TASK OBJECTIVE
Each line below that includes the word "fields" is to be reported.

[Dataset entries]
>>>>>
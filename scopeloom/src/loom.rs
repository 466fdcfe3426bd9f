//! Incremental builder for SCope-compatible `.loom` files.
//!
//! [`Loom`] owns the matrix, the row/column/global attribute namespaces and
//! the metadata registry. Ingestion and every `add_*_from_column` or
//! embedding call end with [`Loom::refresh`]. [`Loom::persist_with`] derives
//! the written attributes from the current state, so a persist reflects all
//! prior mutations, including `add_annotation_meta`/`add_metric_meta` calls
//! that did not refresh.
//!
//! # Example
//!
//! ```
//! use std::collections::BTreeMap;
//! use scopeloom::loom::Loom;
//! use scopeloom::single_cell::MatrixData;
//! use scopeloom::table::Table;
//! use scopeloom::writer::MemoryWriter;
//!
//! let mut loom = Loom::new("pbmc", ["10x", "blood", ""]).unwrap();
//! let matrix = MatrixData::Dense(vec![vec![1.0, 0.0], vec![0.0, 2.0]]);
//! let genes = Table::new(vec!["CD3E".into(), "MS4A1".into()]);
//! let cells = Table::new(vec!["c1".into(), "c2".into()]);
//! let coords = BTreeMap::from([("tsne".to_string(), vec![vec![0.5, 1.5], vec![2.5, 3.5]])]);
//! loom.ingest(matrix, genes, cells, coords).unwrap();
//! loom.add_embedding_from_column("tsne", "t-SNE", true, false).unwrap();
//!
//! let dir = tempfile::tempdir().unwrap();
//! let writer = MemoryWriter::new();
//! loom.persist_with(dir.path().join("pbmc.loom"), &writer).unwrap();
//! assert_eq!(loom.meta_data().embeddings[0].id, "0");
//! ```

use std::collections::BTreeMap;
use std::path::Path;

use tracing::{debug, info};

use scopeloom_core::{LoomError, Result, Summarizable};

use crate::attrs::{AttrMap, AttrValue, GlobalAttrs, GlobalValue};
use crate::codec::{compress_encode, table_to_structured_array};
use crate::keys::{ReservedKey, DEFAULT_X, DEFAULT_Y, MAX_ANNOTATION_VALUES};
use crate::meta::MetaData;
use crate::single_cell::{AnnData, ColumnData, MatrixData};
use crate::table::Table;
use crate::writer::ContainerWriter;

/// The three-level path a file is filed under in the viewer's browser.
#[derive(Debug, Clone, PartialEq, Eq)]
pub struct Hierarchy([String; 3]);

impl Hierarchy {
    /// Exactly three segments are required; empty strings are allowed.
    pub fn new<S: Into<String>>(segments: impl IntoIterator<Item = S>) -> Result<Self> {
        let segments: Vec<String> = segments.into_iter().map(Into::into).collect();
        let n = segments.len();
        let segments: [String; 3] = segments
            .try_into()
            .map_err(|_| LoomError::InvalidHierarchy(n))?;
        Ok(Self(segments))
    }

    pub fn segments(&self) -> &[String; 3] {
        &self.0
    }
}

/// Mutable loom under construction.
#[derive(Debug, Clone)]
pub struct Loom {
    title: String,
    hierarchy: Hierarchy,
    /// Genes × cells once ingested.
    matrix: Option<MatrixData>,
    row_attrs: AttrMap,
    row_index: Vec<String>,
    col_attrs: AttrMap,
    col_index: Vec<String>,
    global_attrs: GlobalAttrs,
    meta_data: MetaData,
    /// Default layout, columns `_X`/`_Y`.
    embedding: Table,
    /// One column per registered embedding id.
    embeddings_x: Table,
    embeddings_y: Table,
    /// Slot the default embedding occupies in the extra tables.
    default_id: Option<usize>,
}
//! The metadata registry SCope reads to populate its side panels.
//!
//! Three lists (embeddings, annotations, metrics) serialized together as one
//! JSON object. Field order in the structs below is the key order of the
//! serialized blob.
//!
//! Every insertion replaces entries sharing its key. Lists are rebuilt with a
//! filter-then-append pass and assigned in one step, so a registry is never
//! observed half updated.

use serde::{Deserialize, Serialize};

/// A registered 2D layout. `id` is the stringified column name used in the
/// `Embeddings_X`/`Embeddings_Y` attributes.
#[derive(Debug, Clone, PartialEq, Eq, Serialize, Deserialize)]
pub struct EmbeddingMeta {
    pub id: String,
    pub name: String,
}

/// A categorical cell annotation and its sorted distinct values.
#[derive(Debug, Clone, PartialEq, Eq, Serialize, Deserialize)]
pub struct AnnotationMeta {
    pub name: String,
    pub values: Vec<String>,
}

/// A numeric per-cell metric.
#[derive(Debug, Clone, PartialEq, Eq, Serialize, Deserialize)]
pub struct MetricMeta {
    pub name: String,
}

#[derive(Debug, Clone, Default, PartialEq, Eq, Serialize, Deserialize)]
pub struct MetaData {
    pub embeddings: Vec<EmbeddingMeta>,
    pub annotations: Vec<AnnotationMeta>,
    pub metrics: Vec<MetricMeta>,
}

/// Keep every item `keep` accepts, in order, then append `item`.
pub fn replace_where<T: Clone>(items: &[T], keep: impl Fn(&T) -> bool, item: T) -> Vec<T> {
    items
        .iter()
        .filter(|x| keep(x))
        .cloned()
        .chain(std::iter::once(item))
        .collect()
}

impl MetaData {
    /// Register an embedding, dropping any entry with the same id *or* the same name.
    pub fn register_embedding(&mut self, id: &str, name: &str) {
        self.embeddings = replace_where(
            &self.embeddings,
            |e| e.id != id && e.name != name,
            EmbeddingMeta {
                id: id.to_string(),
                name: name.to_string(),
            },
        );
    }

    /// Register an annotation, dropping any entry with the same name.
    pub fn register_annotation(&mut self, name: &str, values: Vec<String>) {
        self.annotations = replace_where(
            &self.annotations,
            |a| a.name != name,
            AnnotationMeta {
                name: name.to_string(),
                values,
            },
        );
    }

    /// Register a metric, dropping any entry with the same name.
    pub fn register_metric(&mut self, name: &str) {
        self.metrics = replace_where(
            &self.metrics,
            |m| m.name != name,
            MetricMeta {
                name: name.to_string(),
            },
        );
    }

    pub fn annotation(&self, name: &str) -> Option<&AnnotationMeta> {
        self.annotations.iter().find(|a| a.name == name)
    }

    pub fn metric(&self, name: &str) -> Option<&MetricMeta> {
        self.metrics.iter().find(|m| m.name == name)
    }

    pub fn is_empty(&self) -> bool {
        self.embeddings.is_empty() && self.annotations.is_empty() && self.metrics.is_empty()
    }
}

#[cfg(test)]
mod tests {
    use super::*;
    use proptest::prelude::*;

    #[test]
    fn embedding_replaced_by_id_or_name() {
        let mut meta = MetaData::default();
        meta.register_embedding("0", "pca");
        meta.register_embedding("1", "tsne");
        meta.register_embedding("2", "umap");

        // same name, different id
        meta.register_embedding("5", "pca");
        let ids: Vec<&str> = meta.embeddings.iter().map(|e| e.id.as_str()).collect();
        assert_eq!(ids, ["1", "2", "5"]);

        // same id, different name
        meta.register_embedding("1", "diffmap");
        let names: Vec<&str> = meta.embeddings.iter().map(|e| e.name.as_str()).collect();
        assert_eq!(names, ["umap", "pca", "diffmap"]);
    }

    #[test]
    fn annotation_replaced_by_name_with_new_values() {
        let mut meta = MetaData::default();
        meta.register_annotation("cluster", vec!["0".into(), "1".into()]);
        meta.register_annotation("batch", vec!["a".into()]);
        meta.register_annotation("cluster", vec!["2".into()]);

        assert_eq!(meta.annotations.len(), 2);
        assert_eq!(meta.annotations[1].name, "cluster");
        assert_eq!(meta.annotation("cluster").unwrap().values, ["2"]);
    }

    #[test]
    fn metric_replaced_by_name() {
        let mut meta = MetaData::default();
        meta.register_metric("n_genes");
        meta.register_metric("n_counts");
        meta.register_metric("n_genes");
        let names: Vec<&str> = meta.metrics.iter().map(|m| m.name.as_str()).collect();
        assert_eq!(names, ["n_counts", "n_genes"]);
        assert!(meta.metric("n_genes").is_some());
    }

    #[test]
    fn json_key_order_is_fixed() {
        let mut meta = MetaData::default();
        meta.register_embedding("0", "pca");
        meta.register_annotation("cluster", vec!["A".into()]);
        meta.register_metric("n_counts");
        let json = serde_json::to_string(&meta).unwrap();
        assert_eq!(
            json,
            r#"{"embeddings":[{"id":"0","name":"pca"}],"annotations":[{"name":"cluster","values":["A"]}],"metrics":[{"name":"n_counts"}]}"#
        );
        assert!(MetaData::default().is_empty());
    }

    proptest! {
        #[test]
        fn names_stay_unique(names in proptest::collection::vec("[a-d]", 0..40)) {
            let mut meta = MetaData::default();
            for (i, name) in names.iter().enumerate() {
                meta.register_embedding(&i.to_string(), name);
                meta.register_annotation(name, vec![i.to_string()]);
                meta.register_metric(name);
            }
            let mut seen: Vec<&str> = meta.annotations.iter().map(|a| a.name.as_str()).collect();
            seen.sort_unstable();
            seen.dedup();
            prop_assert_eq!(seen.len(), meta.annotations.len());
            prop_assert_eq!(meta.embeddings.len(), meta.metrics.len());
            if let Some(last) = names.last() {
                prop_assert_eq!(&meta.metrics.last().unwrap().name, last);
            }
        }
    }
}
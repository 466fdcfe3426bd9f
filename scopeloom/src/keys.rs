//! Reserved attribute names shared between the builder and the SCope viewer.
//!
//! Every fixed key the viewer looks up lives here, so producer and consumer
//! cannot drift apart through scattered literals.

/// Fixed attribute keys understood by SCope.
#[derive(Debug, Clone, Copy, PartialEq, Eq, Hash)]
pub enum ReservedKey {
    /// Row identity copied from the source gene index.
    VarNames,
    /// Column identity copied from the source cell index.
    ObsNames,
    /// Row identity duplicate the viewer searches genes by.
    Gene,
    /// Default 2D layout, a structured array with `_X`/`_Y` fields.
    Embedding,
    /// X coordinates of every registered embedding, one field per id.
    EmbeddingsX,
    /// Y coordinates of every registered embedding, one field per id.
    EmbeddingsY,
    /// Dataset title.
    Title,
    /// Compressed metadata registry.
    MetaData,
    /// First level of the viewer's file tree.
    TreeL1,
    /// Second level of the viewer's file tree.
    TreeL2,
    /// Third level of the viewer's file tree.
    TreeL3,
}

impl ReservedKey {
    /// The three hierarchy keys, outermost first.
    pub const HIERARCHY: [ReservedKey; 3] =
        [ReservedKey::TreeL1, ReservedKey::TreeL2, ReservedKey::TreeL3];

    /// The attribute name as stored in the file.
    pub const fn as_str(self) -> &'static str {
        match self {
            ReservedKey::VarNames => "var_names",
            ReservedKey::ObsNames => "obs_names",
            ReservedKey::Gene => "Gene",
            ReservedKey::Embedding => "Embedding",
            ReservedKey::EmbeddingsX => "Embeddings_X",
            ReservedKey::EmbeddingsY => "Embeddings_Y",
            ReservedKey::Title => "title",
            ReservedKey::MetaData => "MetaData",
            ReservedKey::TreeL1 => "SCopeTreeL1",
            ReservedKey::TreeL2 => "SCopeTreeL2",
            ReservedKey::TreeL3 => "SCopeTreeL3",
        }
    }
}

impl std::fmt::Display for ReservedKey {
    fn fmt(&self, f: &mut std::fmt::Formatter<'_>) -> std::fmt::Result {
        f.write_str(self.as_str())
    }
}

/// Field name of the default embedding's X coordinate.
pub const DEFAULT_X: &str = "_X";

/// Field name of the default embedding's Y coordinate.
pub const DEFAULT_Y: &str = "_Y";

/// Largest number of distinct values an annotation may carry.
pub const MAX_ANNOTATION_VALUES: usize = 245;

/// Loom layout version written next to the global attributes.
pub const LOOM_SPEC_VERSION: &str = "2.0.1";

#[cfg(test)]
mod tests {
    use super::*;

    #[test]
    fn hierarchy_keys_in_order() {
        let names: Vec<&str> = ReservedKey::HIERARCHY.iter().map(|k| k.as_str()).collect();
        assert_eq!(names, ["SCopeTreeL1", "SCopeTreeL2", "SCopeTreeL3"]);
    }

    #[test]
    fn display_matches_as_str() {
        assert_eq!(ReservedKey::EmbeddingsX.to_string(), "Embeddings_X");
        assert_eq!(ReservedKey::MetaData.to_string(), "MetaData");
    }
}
<<<<<
>>>>>
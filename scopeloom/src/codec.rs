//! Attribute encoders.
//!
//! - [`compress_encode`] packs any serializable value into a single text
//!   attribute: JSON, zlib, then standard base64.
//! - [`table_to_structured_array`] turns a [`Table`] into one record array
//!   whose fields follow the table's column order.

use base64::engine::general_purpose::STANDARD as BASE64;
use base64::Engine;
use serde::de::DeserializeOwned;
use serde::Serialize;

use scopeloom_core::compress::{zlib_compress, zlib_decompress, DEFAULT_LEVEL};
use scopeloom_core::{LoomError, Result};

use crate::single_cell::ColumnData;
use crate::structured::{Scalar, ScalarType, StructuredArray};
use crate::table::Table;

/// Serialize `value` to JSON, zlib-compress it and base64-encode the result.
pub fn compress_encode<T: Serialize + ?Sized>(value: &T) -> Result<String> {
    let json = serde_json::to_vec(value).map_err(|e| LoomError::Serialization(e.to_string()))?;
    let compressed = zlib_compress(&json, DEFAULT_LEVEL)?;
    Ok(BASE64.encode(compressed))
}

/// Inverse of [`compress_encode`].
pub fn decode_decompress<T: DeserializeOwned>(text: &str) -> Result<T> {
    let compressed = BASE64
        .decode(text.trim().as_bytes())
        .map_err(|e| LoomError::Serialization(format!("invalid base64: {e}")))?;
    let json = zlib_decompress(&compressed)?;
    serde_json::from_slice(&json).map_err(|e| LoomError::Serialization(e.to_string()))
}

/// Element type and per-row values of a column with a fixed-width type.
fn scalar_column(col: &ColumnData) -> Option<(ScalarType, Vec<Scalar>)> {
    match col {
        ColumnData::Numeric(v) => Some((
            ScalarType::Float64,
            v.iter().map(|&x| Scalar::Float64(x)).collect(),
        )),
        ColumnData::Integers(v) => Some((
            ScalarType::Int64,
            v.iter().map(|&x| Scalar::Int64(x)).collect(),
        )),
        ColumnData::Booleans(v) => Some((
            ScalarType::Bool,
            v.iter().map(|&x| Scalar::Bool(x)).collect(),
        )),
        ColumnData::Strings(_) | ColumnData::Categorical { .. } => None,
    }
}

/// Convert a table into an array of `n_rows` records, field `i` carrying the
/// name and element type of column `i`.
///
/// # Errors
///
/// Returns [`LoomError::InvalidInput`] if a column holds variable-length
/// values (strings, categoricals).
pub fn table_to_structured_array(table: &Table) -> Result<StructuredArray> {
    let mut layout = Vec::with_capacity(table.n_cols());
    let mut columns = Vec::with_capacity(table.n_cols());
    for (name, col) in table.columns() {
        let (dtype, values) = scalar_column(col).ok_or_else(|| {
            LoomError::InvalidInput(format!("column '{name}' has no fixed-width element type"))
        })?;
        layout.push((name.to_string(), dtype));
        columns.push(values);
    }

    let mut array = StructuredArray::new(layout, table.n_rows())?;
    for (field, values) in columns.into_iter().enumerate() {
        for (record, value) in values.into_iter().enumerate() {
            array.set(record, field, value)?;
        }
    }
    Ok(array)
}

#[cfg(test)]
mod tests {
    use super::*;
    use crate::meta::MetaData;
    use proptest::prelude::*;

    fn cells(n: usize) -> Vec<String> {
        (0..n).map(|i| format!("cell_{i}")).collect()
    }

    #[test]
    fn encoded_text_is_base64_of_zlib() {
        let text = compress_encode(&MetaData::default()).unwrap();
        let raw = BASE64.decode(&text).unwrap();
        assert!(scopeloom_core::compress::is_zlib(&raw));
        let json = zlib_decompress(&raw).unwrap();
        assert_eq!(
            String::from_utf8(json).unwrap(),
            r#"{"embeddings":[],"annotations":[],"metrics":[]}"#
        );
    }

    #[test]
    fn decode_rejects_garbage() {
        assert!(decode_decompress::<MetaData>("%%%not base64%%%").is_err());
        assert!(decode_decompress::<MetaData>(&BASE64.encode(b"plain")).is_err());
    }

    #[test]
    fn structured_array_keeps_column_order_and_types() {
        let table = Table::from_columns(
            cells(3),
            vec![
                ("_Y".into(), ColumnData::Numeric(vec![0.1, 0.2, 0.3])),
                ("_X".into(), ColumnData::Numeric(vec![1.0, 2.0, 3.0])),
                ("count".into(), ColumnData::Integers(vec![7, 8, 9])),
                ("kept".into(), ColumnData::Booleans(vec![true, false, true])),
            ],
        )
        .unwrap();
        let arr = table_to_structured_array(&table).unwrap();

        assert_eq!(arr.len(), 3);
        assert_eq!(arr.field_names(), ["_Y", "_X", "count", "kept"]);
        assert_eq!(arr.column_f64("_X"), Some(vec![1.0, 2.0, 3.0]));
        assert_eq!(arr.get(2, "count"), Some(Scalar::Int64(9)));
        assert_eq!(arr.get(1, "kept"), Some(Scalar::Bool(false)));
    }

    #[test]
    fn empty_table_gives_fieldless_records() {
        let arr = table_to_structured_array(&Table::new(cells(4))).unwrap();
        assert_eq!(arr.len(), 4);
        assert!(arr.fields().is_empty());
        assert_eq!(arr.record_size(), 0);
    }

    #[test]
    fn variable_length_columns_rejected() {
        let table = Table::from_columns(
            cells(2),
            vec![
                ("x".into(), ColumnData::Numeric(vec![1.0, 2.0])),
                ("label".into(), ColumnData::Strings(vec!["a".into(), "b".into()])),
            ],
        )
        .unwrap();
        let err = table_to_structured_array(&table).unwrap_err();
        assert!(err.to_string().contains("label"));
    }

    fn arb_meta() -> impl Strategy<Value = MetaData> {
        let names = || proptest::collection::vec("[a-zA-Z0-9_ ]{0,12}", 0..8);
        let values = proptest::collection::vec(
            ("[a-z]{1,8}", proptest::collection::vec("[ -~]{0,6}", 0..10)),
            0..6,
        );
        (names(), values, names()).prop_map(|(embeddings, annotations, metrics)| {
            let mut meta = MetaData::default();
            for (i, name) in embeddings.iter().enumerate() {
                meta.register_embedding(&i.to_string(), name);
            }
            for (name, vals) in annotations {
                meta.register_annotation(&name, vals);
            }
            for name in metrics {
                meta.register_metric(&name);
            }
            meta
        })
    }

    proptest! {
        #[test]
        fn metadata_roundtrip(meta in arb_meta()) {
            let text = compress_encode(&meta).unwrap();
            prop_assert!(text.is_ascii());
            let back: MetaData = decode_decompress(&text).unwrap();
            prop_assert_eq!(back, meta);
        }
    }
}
<<<<<
TASK SOLUTION
    /// Default 2D layout, a structured array with `_X`/`_Y` fields.
//!   whose fields follow the table's column order.
        assert!(arr.fields().is_empty());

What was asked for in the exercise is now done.